O LASCADOR DE PEDRAS
 
Há muitos anos, vivia na China um jovem chamado Mogo cujo meio de vida 
era lascar pedra pelas ruas, debaixo de sol e chuva. 
Seu trabalho era muito cansativo, mas Mogo era são e forte: podia ter 
sido muito feliz. 
No entanto, estava muito descontente com sua sorte e nada mais fazia 
que queixar-se desde manhã até à noite. 
Seu anjo da guarda via com pesar como seu protegido desprezava tudo o 
que de bom o Senhor lhe havia dado e invejava os que tinham mais que 
ele, tinha medo que a alma de Mogo se desfigurasse e acabasse por 
perder-se. 
Por isso, uma noite em que o jovem dormia, o anjo estendeu suas 
grandes asas brancas e elevou-se até o céu. Prosternou-se ante o 
Senhor e suplicou-lhe que concedesse a Mogo a graça de transformar-se 
em um poderoso cavaleiro de modo que não tivesse que invejar ninguém e, 
assim, salvar sua alma. 
- Eu o concedo - disse o Senhor. - E de agora em diante Mogo terá tudo 
o que desejar. 
No dia seguinte, Mogo estava entregue a seu trabalho, quando de 
repente foi envolvido por uma nuvem de poeira levantada por um grupo 
de cavalos que puxava a carruagem em que viajava um nobre, cujo traje 
de ouro e pedras preciosas brilhava as sol. 
Passando as mãos pelo rosto suarento e sujo, Mogo disse com amargura: 
- Por que não posso eu ser nobre também? 
- Sê-lo-ás! - murmurou seu anjo invisível com imensa alegria. 
E Mogo foi dono de um palácio suntuoso e de terras infindas, e teve 
servidores e cavalos. Costumava sair todos os dias com seu 
impressionante cortejo para ver como o povo e, especialmente seus 
antigos companheiros, alinhavam-se respeitosamente à beira da rua. 

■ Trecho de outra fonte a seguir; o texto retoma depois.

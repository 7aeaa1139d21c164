use crate::state::CrawlPhase;
use crate::CrawlError;
use std::collections::HashSet;
use std::sync::atomic::{AtomicU32, Ordering};
use std::sync::Mutex;

/// Shared progress of a single crawl run
///
/// The coordinator owns the phase and the current listing URL. Item tasks
/// only touch the seen set and the counters, so those are safe to update from
/// many tasks at once. One `CrawlState` lives for exactly one run.
#[derive(Debug)]
pub struct CrawlState {
    phase: Mutex<CrawlPhase>,
    current_url: Mutex<String>,
    seen: Mutex<HashSet<String>>,
    pages_processed: AtomicU32,
    items_dispatched: AtomicU32,
    items_processed: AtomicU32,
    records_saved: AtomicU32,
    items_failed: AtomicU32,
}

impl CrawlState {
    pub fn new(start_url: impl Into<String>) -> Self {
        Self {
            phase: Mutex::new(CrawlPhase::Idle),
            current_url: Mutex::new(start_url.into()),
            seen: Mutex::new(HashSet::new()),
            pages_processed: AtomicU32::new(0),
            items_dispatched: AtomicU32::new(0),
            items_processed: AtomicU32::new(0),
            records_saved: AtomicU32::new(0),
            items_failed: AtomicU32::new(0),
        }
    }

    pub fn phase(&self) -> CrawlPhase {
        *self.phase.lock().unwrap_or_else(|e| e.into_inner())
    }

    /// Moves the run to `next`, rejecting steps the state machine does not allow
    pub fn transition(&self, next: CrawlPhase) -> Result<(), CrawlError> {
        let mut phase = self.phase.lock().unwrap_or_else(|e| e.into_inner());
        if !phase.can_transition_to(next) {
            return Err(CrawlError::InvalidTransition {
                from: *phase,
                to: next,
            });
        }
        tracing::trace!("Crawl phase {} -> {}", *phase, next);
        *phase = next;
        Ok(())
    }

    pub fn current_url(&self) -> String {
        self.current_url
            .lock()
            .unwrap_or_else(|e| e.into_inner())
            .clone()
    }

    pub fn set_current_url(&self, url: impl Into<String>) {
        *self.current_url.lock().unwrap_or_else(|e| e.into_inner()) = url.into();
    }

    /// Inserts a canonical URL into the seen set
    ///
    /// Returns true if the URL was not seen before in this run. The check and
    /// the insert happen under one lock, so two callers can never both win.
    pub fn mark_seen(&self, url: &str) -> bool {
        self.seen
            .lock()
            .unwrap_or_else(|e| e.into_inner())
            .insert(url.to_string())
    }

    pub fn seen_count(&self) -> usize {
        self.seen.lock().unwrap_or_else(|e| e.into_inner()).len()
    }

    /// Claims one item slot if fewer than `max_items` were claimed so far
    pub fn try_reserve_item(&self, max_items: u32) -> bool {
        self.items_dispatched
            .fetch_update(Ordering::SeqCst, Ordering::SeqCst, |n| {
                (n < max_items).then_some(n + 1)
            })
            .is_ok()
    }

    pub fn quota_reached(&self, max_items: u32) -> bool {
        self.items_dispatched.load(Ordering::SeqCst) >= max_items
    }

    pub fn record_page(&self) -> u32 {
        self.pages_processed.fetch_add(1, Ordering::SeqCst) + 1
    }

    /// Records a completed item attempt; `saved` is true when a new record was stored
    pub fn record_item_done(&self, saved: bool) {
        self.items_processed.fetch_add(1, Ordering::SeqCst);
        if saved {
            self.records_saved.fetch_add(1, Ordering::SeqCst);
        }
    }

    /// Records an item whose retries were exhausted
    pub fn record_item_failed(&self) {
        self.items_processed.fetch_add(1, Ordering::SeqCst);
        self.items_failed.fetch_add(1, Ordering::SeqCst);
    }

    pub fn pages_processed(&self) -> u32 {
        self.pages_processed.load(Ordering::SeqCst)
    }

    pub fn items_dispatched(&self) -> u32 {
        self.items_dispatched.load(Ordering::SeqCst)
    }

    pub fn items_processed(&self) -> u32 {
        self.items_processed.load(Ordering::SeqCst)
    }

    pub fn records_saved(&self) -> u32 {
        self.records_saved.load(Ordering::SeqCst)
    }

    pub fn items_failed(&self) -> u32 {
        self.items_failed.load(Ordering::SeqCst)
    }
}

#[cfg(test)]
mod tests {
    use super::*;
    use std::sync::Arc;

    #[test]
    fn test_new_state() {
        let state = CrawlState::new("https://auto.ria.com/uk/car/used/");
        assert_eq!(state.phase(), CrawlPhase::Idle);
        assert_eq!(state.current_url(), "https://auto.ria.com/uk/car/used/");
        assert_eq!(state.items_processed(), 0);
        assert_eq!(state.seen_count(), 0);
    }

    #[test]
    fn test_invalid_transition_rejected() {
        let state = CrawlState::new("https://auto.ria.com/");
        let result = state.transition(CrawlPhase::DispatchingItems);
        assert!(matches!(
            result,
            Err(CrawlError::InvalidTransition {
                from: CrawlPhase::Idle,
                to: CrawlPhase::DispatchingItems
            })
        ));
        assert_eq!(state.phase(), CrawlPhase::Idle);
    }

    #[test]
    fn test_mark_seen_insert_if_absent() {
        let state = CrawlState::new("https://auto.ria.com/");
        assert!(state.mark_seen("https://auto.ria.com/auto_a_1.html"));
        assert!(!state.mark_seen("https://auto.ria.com/auto_a_1.html"));
        assert!(state.mark_seen("https://auto.ria.com/auto_a_2.html"));
        assert_eq!(state.seen_count(), 2);
    }

    #[test]
    fn test_reserve_stops_at_quota() {
        let state = CrawlState::new("https://auto.ria.com/");
        assert!(state.try_reserve_item(2));
        assert!(state.try_reserve_item(2));
        assert!(!state.try_reserve_item(2));
        assert!(state.quota_reached(2));
        assert_eq!(state.items_dispatched(), 2);
    }

    #[test]
    fn test_zero_quota_reserves_nothing() {
        let state = CrawlState::new("https://auto.ria.com/");
        assert!(!state.try_reserve_item(0));
        assert!(state.quota_reached(0));
    }

    #[test]
    fn test_concurrent_mark_seen_single_winner() {
        let state = Arc::new(CrawlState::new("https://auto.ria.com/"));
        let handles: Vec<_> = (0..8)
            .map(|_| {
                let state = Arc::clone(&state);
                std::thread::spawn(move || state.mark_seen("https://auto.ria.com/auto_x_9.html"))
            })
            .collect();

        let winners = handles
            .into_iter()
            .map(|h| h.join().unwrap())
            .filter(|won| *won)
            .count();
        assert_eq!(winners, 1);
    }

    #[test]
    fn test_item_counters() {
        let state = CrawlState::new("https://auto.ria.com/");
        state.record_item_done(true);
        state.record_item_done(false);
        state.record_item_failed();
        assert_eq!(state.items_processed(), 3);
        assert_eq!(state.records_saved(), 1);
        assert_eq!(state.items_failed(), 1);
    }
}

Numa tarde de verão, percorria o campo com sua escolta. O calor estava 
insuportável, e debaixo de seu guarda-sol dourado, Mogo transpirava 
nem mais nem menos do que quando lascava pedras. Pensou então que não 
era o mais poderoso do mundo: sobre ele havia príncipes, imperadores, 
e ainda mais alto que estes estava o sol, que a ninguém obedecia e que 
era o rei do firmamento. 
- Ah, anjo meu! Por que não posso ser o sol? - lamentou-se Mogo. 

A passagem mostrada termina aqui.